Jarosz-Griffiths, HH.; Gillgrass, L.; Caley, LR.; Spoletini, G.; Clifton, IJ.; Etherington, C.; Savic, S.; McDermott, MF.; Peckham, D.

Anti-inflammatory effects of elexacaftor/tezacaftor/ivacaftor in adults with cystic fibrosis heterozygous for F508del.

All Authors

Jarosz-Griffiths, HH.

Gillgrass, L.

Caley, LR.

Spoletini, G.

Clifton, IJ.

Etherington, C.

Savic, S.

McDermott, MF.

Peckham, D.

LTHT Author

Gillgrass, Lindsey
Spoletini, Giulia
Clifton, Ian
Etherington, Christine
Peckham, Daniel

LTHT Department

Adult Cystic Fibrosis Unit

Non Medic

Research Nurse

Publication Date

2024

Item Type

Journal Article

Abstract

Inflammation is a key driver in the pathogenesis of cystic fibrosis (CF).

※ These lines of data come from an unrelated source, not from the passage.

mod error;
mod handlers;
mod router;
mod types;

pub use router::handle_request;
pub use types::{AppState, Request};
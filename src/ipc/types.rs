use std::path::{Path, PathBuf};

use rusqlite::Connection;
use serde::Deserialize;

use crate::config::Settings;
use crate::db::{self, SqliteStore};
use crate::listview::ListViewController;
use crate::mock;
use crate::records::{Announcement, ClassInfo, Grade, Resource};
use crate::shell::ClassShell;
use crate::store::{Backend, MemoryStore};

#[derive(Debug, Deserialize, Clone)]
pub struct Request {
    pub id: String,
    pub method: String,
    #[serde(default)]
    pub params: serde_json::Value,
}

/// Mounted page state. `None` means the page is not open.
#[derive(Debug, Default)]
pub struct Pages {
    pub announcements: Option<ListViewController<Announcement>>,
    pub lecturer_resources: Option<ListViewController<Resource>>,
    pub student_resources: Option<ListViewController<Resource>>,
    pub grades: Option<ListViewController<Grade>>,
}

pub struct AppState {
    pub settings: Settings,
    pub workspace: Option<PathBuf>,
    pub db: Option<Connection>,
    pub memory: MemoryStore,
    pub classes: Vec<ClassInfo>,
    pub pages: Pages,
    pub class_shell: Option<ClassShell>,
}

impl AppState {
    pub fn new(settings: Settings) -> Self {
        let memory = if settings.seeds_mock() {
            MemoryStore::seeded()
        } else {
            MemoryStore::default()
        };
        Self {
            settings,
            workspace: None,
            db: None,
            memory,
            classes: mock::classes(),
            pages: Pages::default(),
            class_shell: None,
        }
    }

    /// Switches the record store to the workspace database. Open pages are
    /// unmounted since their records came from the previous store.
    pub fn open_workspace(&mut self, path: &Path) -> anyhow::Result<()> {
        let conn = db::open_db(path)?;
        if self.settings.seeds_mock() && db::seed_once(&conn)? {
            tracing::info!(workspace = %path.display(), "seeded new workspace");
        }
        self.db = Some(conn);
        self.workspace = Some(path.to_path_buf());
        self.pages = Pages::default();
        Ok(())
    }

    pub fn backend_kind(&self) -> &'static str {
        if self.db.is_some() {
            "sqlite"
        } else {
            "memory"
        }
    }

    /// Borrows the active store alongside the page state.
    pub fn split(&mut self) -> (Backend<'_>, &mut Pages) {
        let backend = match self.db.as_ref() {
            Some(conn) => Backend::Sqlite(SqliteStore::new(conn)),
            None => Backend::Memory(&mut self.memory),
        };
        (backend, &mut self.pages)
    }
}
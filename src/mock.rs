//! Static seed data loaded into a page when it is opened.

use crate::records::{
    Announcement, AnnouncementCategory, Attachment, ClassInfo, Grade, GradeCategory, Resource,
    ResourceCategory, ResourceType,
};

fn announcement(
    id: &str,
    title: &str,
    content: &str,
    author: &str,
    category: AnnouncementCategory,
    date: &str,
    pinned: bool,
) -> Announcement {
    Announcement {
        id: id.to_string(),
        title: title.to_string(),
        content: content.to_string(),
        author: author.to_string(),
        category,
        date: date.to_string(),
        pinned,
    }
}

pub fn announcements() -> Vec<Announcement> {
    vec![
        announcement(
            "ann-1",
            "Welcome to the new semester",
            "Timetables are now published. Check your class pages for room changes.",
            "Academic Office",
            AnnouncementCategory::General,
            "2024-01-08T09:00:00",
            true,
        ),
        announcement(
            "ann-2",
            "Midterm examination schedule",
            "Midterms run from 4 March. Seating plans will be posted one week before.",
            "Examinations Unit",
            AnnouncementCategory::Academic,
            "2024-02-12T14:30:00",
            false,
        ),
        announcement(
            "ann-3",
            "Library closed for maintenance",
            "The main library is closed this Saturday. Online resources stay available.",
            "Library Services",
            AnnouncementCategory::Urgent,
            "2024-02-20T08:15:00",
            false,
        ),
        announcement(
            "ann-4",
            "Career fair",
            "Meet employers in the main hall. Bring printed copies of your CV.",
            "Student Affairs",
            AnnouncementCategory::Event,
            "2024-03-01T10:00:00",
            false,
        ),
        announcement(
            "ann-5",
            "Assignment 2 deadline extended",
            "The deadline for Assignment 2 has moved to Friday at 17:00.",
            "Dr. Rahman",
            AnnouncementCategory::Academic,
            "2024-02-12T14:30:00",
            false,
        ),
    ]
}

fn resource(
    id: &str,
    title: &str,
    description: &str,
    category: ResourceCategory,
    kind: ResourceType,
    date: &str,
    files: &[(&str, u64)],
) -> Resource {
    Resource {
        id: id.to_string(),
        title: title.to_string(),
        description: description.to_string(),
        category,
        kind,
        date: date.to_string(),
        files: files
            .iter()
            .map(|(name, size)| Attachment {
                name: name.to_string(),
                size_bytes: *size,
                mime_type: None,
            })
            .collect(),
    }
}

pub fn resources() -> Vec<Resource> {
    vec![
        resource(
            "res-1",
            "Week 1: Introduction",
            "Course overview and learning outcomes.",
            ResourceCategory::LectureNotes,
            ResourceType::Pdf,
            "2024-01-10",
            &[("week1-intro.pdf", 482_304)],
        ),
        resource(
            "res-2",
            "Week 2: Data Structures",
            "Arrays, linked lists and stacks with worked examples.",
            ResourceCategory::LectureNotes,
            ResourceType::Pdf,
            "2024-01-17",
            &[("week2-structures.pdf", 655_360)],
        ),
        resource(
            "res-3",
            "Assignment 1 brief",
            "Implement a sorted list. Submission through the portal.",
            ResourceCategory::Assignments,
            ResourceType::Document,
            "2024-01-20",
            &[("assignment1.docx", 38_912)],
        ),
        resource(
            "res-4",
            "Recorded lecture: Recursion",
            "Full recording of the week 3 lecture.",
            ResourceCategory::Videos,
            ResourceType::Video,
            "2024-01-24",
            &[],
        ),
        resource(
            "res-5",
            "Further reading on algorithms",
            "Chapter list and links to the online textbook.",
            ResourceCategory::Readings,
            ResourceType::Link,
            "2024-01-24",
            &[],
        ),
        resource(
            "res-6",
            "Assignment 2 brief",
            "Hash tables and collision handling.",
            ResourceCategory::Assignments,
            ResourceType::Document,
            "2024-02-07",
            &[("assignment2.docx", 41_472)],
        ),
    ]
}

fn grade(
    id: &str,
    title: &str,
    category: GradeCategory,
    score: f64,
    max_score: f64,
    percentage: f64,
    date: &str,
) -> Grade {
    Grade {
        id: id.to_string(),
        title: title.to_string(),
        category,
        score,
        max_score,
        percentage,
        date: date.to_string(),
    }
}

/// Weights sum to 45: grading is still in progress.
pub fn grades() -> Vec<Grade> {
    vec![
        grade(
            "grd-1",
            "Assignment 1",
            GradeCategory::Assignment,
            85.0,
            100.0,
            20.0,
            "2024-02-02",
        ),
        grade(
            "grd-2",
            "Quiz 1",
            GradeCategory::Quiz,
            18.0,
            20.0,
            10.0,
            "2024-02-09",
        ),
        grade(
            "grd-3",
            "Midterm Exam",
            GradeCategory::Exam,
            45.0,
            50.0,
            15.0,
            "2024-03-06",
        ),
    ]
}

pub fn classes() -> Vec<ClassInfo> {
    vec![
        ClassInfo {
            id: "cls-1".to_string(),
            code: "CS101".to_string(),
            name: "Introduction to Programming".to_string(),
            lecturer: "Dr. Rahman".to_string(),
            schedule: "Mon & Wed 09:00".to_string(),
            room: "B-204".to_string(),
        },
        ClassInfo {
            id: "cls-2".to_string(),
            code: "CS201".to_string(),
            name: "Data Structures and Algorithms".to_string(),
            lecturer: "Dr. Rahman".to_string(),
            schedule: "Tue & Thu 11:00".to_string(),
            room: "C-112".to_string(),
        },
        ClassInfo {
            id: "cls-3".to_string(),
            code: "MA150".to_string(),
            name: "Discrete Mathematics".to_string(),
            lecturer: "Prof. Lindqvist".to_string(),
            schedule: "Fri 13:00".to_string(),
            room: "A-015".to_string(),
        },
    ]
}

We assessed the effectiveness of elexacaftor/tezacaftor/ivacaftor (ETI) therapy on downregulating systemic and immune cell-derived inflammatory cytokines. We also monitored the impact of ETI therapy on clinical outcome. Adults with CF, heterozygous for F508del (n = 19), were assessed at baseline, one month and three months following ETI therapy, and clinical outcomes were measured, including sweat chloride, lung function, weight, neutrophil count and C-reactive protein (CRP). Cytokine quantifications were measured in serum and following stimulation of peripheral blood mononuclear cells (PBMCs) with lipopolysaccharide (LPS) and adenosine triphosphate and analysed using LEGEND plex TM Human Inflammation Panel 1 by flow cytometry (n = 19). ASC specks were measured in serum and caspase-1 activity and mRNA levels determined from stimulated PBMCs were determined. Patients remained stable over the study period. ETI therapy resulted in decreased sweat chloride concentrations (p < 0.0001), CRP (p = 0.0112) and neutrophil count (p = 0.0216) and increased percent predicted forced expiratory volume (ppFEV1) (p = 0.0399) from baseline to three months, alongside a trend increase in weight. Three months of ETI significantly decreased IL-18 (p< 0.0011, p < 0.0001), IL-1beta (p<0.0013, p = 0.0476), IL-6 (p = 0.0109, p = 0.0216) and TNF (p = 0.0028, p = 0.0033) levels in CF serum and following PBMCs stimulation respectively. The corresponding mRNA levels were also found to be reduced in stimulated PBMCs, as well as reduced ASC specks and caspase-1 levels, indicative of NLRP3-mediated production of pro-inflammatory cytokines, IL-1beta and IL-18. While ETI therapy is highly effective at reducing sweat chloride and improving lung function, it also displays potent anti-inflammatory properties, which are likely to contribute to improved long-term clinical outcomes.